Figure 3.1: System Dynamics modeling process
(Sterman JD, 2000). Business Dynamics: Systems thinking and modeling for a complex world, Boston, Irwin McGraw Hill, Pg 87.
It is important to note that as can be seen in the centre of Figure 3.1, there is a network of lines joining each step to the other. This is indicative that the system dynamics methodology is an iterative one. The intention of this is purposeful, as during the modeling process the modeler is continuously improving his/her understanding of the situation and hence the model is improved.
Forrester (1986) states that the holistic understanding and building of the model is typically achieved by completing diagrams, understanding concepts, stock-flow diagrams and doing simulations which can be compared to the real world as a test. Hence as the modeler or team member one should not expect the five steps to follow in series but rather a number of iterations of the model and to move between steps until the problem is accurately modeled and adequately depicts reality. This must translate into the model being fit-for-purpose.
46 Problem articulation or boundary selection seeks to identify the issue or problem within a particular environment as well as the scope of factors involved. Boundary selection is a critical step as having to narrow boundaries or scope will result in certain insights being omitted whilst having too broad boundaries results in unnecessary noise and data collection. Both of which could result in a model that does not accurately depict the problem and hence cannot be used for the intended purpose.
Dynamic hypothesis is the step in which the modeler would list or sketch the interactions and feedback loops of the problem which would enable a comprehensive understanding of the problem and its drivers. This aids the modeler in understanding the problem and feedback loops. I would like to once again emphasis that this is an iterative process hence the understanding of the problem and complexities involved would not occur at the first attempt.
Formulation is the process in which the modeler transforms the hypothesis into detailed diagrams showing feedback loops and corresponding equations (Forrester, 1961). Stock-flow diagrams form a part of this step as well.
Testing simply put is the validation and verification process applied to the model built. Validation is the process followed to authenticate that the model was constructed in accordance to the prescribed methodology. Verification on the other hand is the process of comparing the models behaviour over time with evidence from the real world problem and environment. This is done with the intent of establishing the accuracy of the model and ensuring that the model depicts reality, is plausible and fit for its intended purpose.
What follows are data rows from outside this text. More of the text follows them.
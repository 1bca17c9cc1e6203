//! Integration-level tests for the public conversion API, driven by fixture data.
//!
//! The fixture pairs binary32-exact inputs with the double-precision reference product
//! `x * (180/π)`; results must match the binary32 rounding of the reference exactly or within one
//! relative epsilon of it.

use rad2degf::{rad2degf, OVERFLOW_THRESHOLD, RAD2DEG};
use serde::Deserialize;

#[derive(Deserialize)]
struct Fixture {
    x: Vec<f64>,
    expected: Vec<f64>,
}

fn load_fixture() -> Fixture {
    serde_json::from_str(include_str!("fixtures/data.json")).expect("fixture data parses")
}

#[test]
fn fixture_arrays_are_paired() {
    let fixture = load_fixture();
    assert_eq!(fixture.x.len(), fixture.expected.len());
    assert!(!fixture.x.is_empty());
}

#[test]
fn converts_fixture_values() {
    let fixture = load_fixture();
    for (&x, &expected) in fixture.x.iter().zip(fixture.expected.iter()) {
        let r = rad2degf(x as f32);
        let e = expected as f32;
        if r == e {
            continue;
        }
        let delta = (r - e).abs();
        let tol = f32::EPSILON * e.abs();
        assert!(
            delta <= tol,
            "x: {x}, got: {r}, expected: {e}, delta: {delta}, tol: {tol}"
        );
    }
}

#[test]
fn smoke_test_special_values() {
    assert_eq!(rad2degf(f32::INFINITY), f32::INFINITY);
    assert_eq!(rad2degf(f32::NEG_INFINITY), f32::NEG_INFINITY);
    assert!(rad2degf(f32::NAN).is_nan());
    assert_eq!(rad2degf(0.0).to_bits(), 0.0_f32.to_bits());
    assert_eq!(rad2degf(-0.0).to_bits(), (-0.0_f32).to_bits());
}

#[test]
fn smoke_test_overflow() {
    assert_eq!(rad2degf(6.0e36), f32::INFINITY);
    assert_eq!(rad2degf(-6.0e36), f32::NEG_INFINITY);
    assert!(6.0e36 > OVERFLOW_THRESHOLD);
}

#[test]
fn smoke_test_straight_angle() {
    let r = rad2degf(core::f32::consts::PI);
    assert!((r - 180.0).abs() <= 180.0 * f32::EPSILON, "got {r}");
}

#[test]
fn exported_constant_is_single_rounded() {
    assert_eq!(RAD2DEG, (180.0_f64 / core::f64::consts::PI) as f32);
}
Depending on the results, the modeler may need to revisit steps 1, 2 or 3 or a combination thereof.
Policy formulation and evaluation is the final step and will only occur once the system dynamics practitioner is confident that the model accurately depicts the problem and is able to simulate the real world problem and behaviours. The system dynamics model is then used as an improvement and learning tool to evaluate policy improvement interventions.
Information collection during this process was acquired from three sources viz mental, written and numerical databases. However, the key source of information is from the mental database with the content of information decreasing as one goes from the mental, to written to numerical databases as illustrated in Figure 3.2 below. Qualitative data collected was transformed into a format relevant for use in the software specified.
47 Figure 3.2: Sources of information and relative quantity of information acquired per source.
Forrester, J.W. (1986). Lessons from system dynamics modeling. The 1986 International Conference of the System Dynamics Society. Sevilla, October, 1986.
It is clear from the above diagram that a high reliance is placed on the mental database for inputs in the model building process. Lune-Reyes & Andersen (2003) stated that qualitative analysis when done properly brings a high level of rigour and robustness to the model built.